• **Task item**: What lines in the records below contain the string "build"? Copy every one.

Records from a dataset
Start of Block
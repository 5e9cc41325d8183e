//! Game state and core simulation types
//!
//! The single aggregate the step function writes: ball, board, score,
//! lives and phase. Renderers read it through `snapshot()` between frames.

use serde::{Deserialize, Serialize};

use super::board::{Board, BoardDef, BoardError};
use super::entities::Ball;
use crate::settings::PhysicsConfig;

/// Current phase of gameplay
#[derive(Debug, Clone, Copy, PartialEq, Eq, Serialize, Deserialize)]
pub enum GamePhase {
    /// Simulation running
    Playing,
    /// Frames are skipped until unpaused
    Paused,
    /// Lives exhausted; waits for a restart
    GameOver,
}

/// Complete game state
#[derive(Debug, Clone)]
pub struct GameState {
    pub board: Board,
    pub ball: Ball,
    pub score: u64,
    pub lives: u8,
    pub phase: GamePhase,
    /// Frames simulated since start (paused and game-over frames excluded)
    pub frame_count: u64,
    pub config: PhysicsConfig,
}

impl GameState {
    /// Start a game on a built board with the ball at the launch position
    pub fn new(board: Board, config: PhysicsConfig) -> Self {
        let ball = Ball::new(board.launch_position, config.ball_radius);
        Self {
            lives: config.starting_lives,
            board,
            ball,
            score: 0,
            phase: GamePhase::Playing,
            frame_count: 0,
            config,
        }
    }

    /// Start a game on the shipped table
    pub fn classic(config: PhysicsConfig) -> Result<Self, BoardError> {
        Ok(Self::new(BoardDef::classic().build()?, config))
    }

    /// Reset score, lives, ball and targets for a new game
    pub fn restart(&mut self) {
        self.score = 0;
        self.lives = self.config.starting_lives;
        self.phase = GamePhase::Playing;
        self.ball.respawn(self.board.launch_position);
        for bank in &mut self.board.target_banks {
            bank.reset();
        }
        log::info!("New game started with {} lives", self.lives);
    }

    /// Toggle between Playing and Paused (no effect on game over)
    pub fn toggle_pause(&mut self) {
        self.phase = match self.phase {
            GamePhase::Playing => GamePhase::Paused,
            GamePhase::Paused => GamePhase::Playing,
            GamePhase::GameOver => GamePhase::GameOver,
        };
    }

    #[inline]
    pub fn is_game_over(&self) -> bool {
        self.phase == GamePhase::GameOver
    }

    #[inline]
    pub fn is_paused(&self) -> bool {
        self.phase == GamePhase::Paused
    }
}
End of Block
Start of Block
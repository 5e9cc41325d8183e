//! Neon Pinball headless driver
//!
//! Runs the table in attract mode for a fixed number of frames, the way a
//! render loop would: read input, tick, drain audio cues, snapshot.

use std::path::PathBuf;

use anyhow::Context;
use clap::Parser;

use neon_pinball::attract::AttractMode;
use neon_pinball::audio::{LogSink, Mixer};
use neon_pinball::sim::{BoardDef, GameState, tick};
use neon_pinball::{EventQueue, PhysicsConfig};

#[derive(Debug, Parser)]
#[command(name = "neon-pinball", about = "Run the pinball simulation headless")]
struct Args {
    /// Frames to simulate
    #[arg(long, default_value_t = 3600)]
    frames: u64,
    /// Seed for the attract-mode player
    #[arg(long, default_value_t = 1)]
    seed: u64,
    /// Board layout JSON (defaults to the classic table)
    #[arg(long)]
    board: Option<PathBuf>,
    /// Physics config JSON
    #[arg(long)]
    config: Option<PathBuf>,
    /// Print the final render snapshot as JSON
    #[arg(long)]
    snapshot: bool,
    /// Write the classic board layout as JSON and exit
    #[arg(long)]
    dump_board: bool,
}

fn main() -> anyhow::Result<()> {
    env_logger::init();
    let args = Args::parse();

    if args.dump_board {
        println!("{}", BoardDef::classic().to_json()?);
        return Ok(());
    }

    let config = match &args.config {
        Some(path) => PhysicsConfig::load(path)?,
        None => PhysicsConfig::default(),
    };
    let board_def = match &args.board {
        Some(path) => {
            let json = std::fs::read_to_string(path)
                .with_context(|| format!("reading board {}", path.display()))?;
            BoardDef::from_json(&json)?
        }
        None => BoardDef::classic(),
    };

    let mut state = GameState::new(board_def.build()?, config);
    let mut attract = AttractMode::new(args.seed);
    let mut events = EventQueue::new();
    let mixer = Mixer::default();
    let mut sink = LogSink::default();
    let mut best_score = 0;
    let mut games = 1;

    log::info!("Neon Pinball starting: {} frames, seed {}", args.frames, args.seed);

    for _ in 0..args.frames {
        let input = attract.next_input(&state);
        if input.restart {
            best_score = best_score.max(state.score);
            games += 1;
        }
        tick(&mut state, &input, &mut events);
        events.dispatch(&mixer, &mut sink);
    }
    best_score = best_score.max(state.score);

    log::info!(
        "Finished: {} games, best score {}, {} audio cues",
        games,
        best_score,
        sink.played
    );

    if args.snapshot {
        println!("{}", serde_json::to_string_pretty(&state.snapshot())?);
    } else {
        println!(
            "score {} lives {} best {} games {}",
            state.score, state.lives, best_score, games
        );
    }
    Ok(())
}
End of Block
• **Response to this exercise**:
        Ok(Self::new(BoardDef::classic().build()?, config))
    let mut state = GameState::new(board_def.build()?, config);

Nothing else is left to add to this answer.